Cardiovascular disease is the leading cause of death in the United States. Hispanic/Latino (hereafter referred to as Hispanic) populations are more likely than non-Hispanic populations to experience common risk factors for cardiovascular disease like Type 2 diabetes and obesity.
A $2.5 million grant from the National Heart, Lung and Blood Institute (NHLBI) will allow researchers from the University of North Carolina at Chapel Hill and Penn State to examine the genetic underpinnings of heart attack and stroke in a consortium of studies of Hispanic populations from across the Americas.
Genomic studies allow researchers to explore how variation in DNA influences the health of individuals within a population. Genomic data and analyses for Hispanic populations have been very limited. According to the Genome-wide Association Study (GWAS) diversity monitor, Hispanic populations represent less than 1% of all GWAS study samples to date.
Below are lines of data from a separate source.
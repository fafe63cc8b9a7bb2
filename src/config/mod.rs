//! Runtime configuration.
//!
//! Defaults live in `Default` impls; `from_env` overlays environment variables, and
//! the binaries overlay command-line flags on top of that.

use std::path::PathBuf;

use serde::{Deserialize, Serialize};
use tracing::warn;

use crate::keywords::DEFAULT_KEYWORD_LIMIT;
use crate::storage::MAX_BATCH_SIZE;

/// Environment variable naming the store snapshot file.
pub const ENV_STORE_PATH: &str = "PAPER_STORE_PATH";

/// Environment variable overriding the API bind host.
pub const ENV_API_HOST: &str = "PAPER_API_HOST";

/// Environment variable overriding the API port.
pub const ENV_API_PORT: &str = "PAPER_API_PORT";

/// Default snapshot file shared by the binaries.
pub const DEFAULT_STORE_PATH: &str = "papers-store.json";

/// Default result count for the bounded read patterns.
pub const DEFAULT_QUERY_LIMIT: usize = 20;

/// What to do with a publication timestamp that cannot be parsed.
#[derive(Debug, Clone, Copy, Default, PartialEq, Eq, Serialize, Deserialize)]
#[serde(rename_all = "kebab-case")]
pub enum DatePolicy {
    /// Keep the first ten characters of the raw value as the date
    #[default]
    Truncate,

    /// Reject the paper
    Reject,
}

/// Ingestion pipeline tunables.
#[derive(Debug, Clone, Serialize, Deserialize)]
pub struct IngestionConfig {
    /// Items per store write; capped at the store ceiling
    pub batch_size: usize,

    /// Attempts per batch (first try included) before it is reported failed
    pub max_attempts: u32,

    /// Backoff before the first retry, doubled on each further retry
    pub base_backoff_ms: u64,

    /// Upper bound on a single backoff
    pub max_backoff_ms: u64,

    /// Keywords extracted per paper when none are given explicitly
    pub keyword_limit: usize,

    pub date_policy: DatePolicy,
}

impl Default for IngestionConfig {
    fn default() -> Self {
        Self {
            batch_size: MAX_BATCH_SIZE,
            max_attempts: 5,
            base_backoff_ms: 50,
            max_backoff_ms: 2_000,
            keyword_limit: DEFAULT_KEYWORD_LIMIT,
            date_policy: DatePolicy::Truncate,
        }
    }
}

impl IngestionConfig {
    /// Effective batch size: at least one, never above the store ceiling.
    pub fn effective_batch_size(&self) -> usize {
        self.batch_size.clamp(1, MAX_BATCH_SIZE)
    }

    /// Backoff before retry number `retry` (zero-based).
    pub fn backoff_ms(&self, retry: u32) -> u64 {
        let factor = 1u64.checked_shl(retry).unwrap_or(u64::MAX);
        self.base_backoff_ms
            .saturating_mul(factor)
            .min(self.max_backoff_ms)
    }
}

/// Read API server configuration.
#[derive(Debug, Clone, Serialize, Deserialize)]
pub struct ServerConfig {
    /// Server host address
    pub host: String,

    /// Server port
    pub port: u16,

    /// Snapshot file the server loads its store from
    pub store_path: PathBuf,

    /// Limit applied when a bounded pattern is called without one
    pub default_limit: usize,
}

impl Default for ServerConfig {
    fn default() -> Self {
        Self {
            host: "127.0.0.1".to_string(),
            port: 8080,
            store_path: PathBuf::from(DEFAULT_STORE_PATH),
            default_limit: DEFAULT_QUERY_LIMIT,
        }
    }
}

impl ServerConfig {
    /// Defaults overlaid with `PAPER_API_HOST`, `PAPER_API_PORT` and
    /// `PAPER_STORE_PATH`. An unparseable port is ignored with a warning.
    pub fn from_env() -> Self {
        let mut config = Self::default();
        if let Ok(host) = std::env::var(ENV_API_HOST) {
            config.host = host;
        }
        if let Ok(port) = std::env::var(ENV_API_PORT) {
            match port.parse() {
                Ok(port) => config.port = port,
                Err(_) => warn!("Ignoring invalid {}={}", ENV_API_PORT, port),
            }
        }
        if let Some(path) = store_path_from_env() {
            config.store_path = path;
        }
        config
    }

    /// The `host:port` string to bind.
    pub fn bind_address(&self) -> String {
        format!("{}:{}", self.host, self.port)
    }
}

/// Store snapshot path from `PAPER_STORE_PATH`, if set.
pub fn store_path_from_env() -> Option<PathBuf> {
    std::env::var(ENV_STORE_PATH).ok().map(PathBuf::from)
}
In this project, Misa Graff, PhD, associate professor of epidemiology at the UNC-Chapel Hill Gillings School of Global Public Health, and Lindsay Fernández-Rhodes, PhD, assistant professor of biobehavioral health at Penn State, and, will compile and analyze genomic datasets of Hispanic populations from across the Americas to study which genes (or genetic regions) are associated with strokes and heart attack.
The researchers expect to discover new genes associated with cardiovascular diseases, and they are hopeful that these discoveries could lead to the development of new prevention programs or treatments for cardiovascular disease.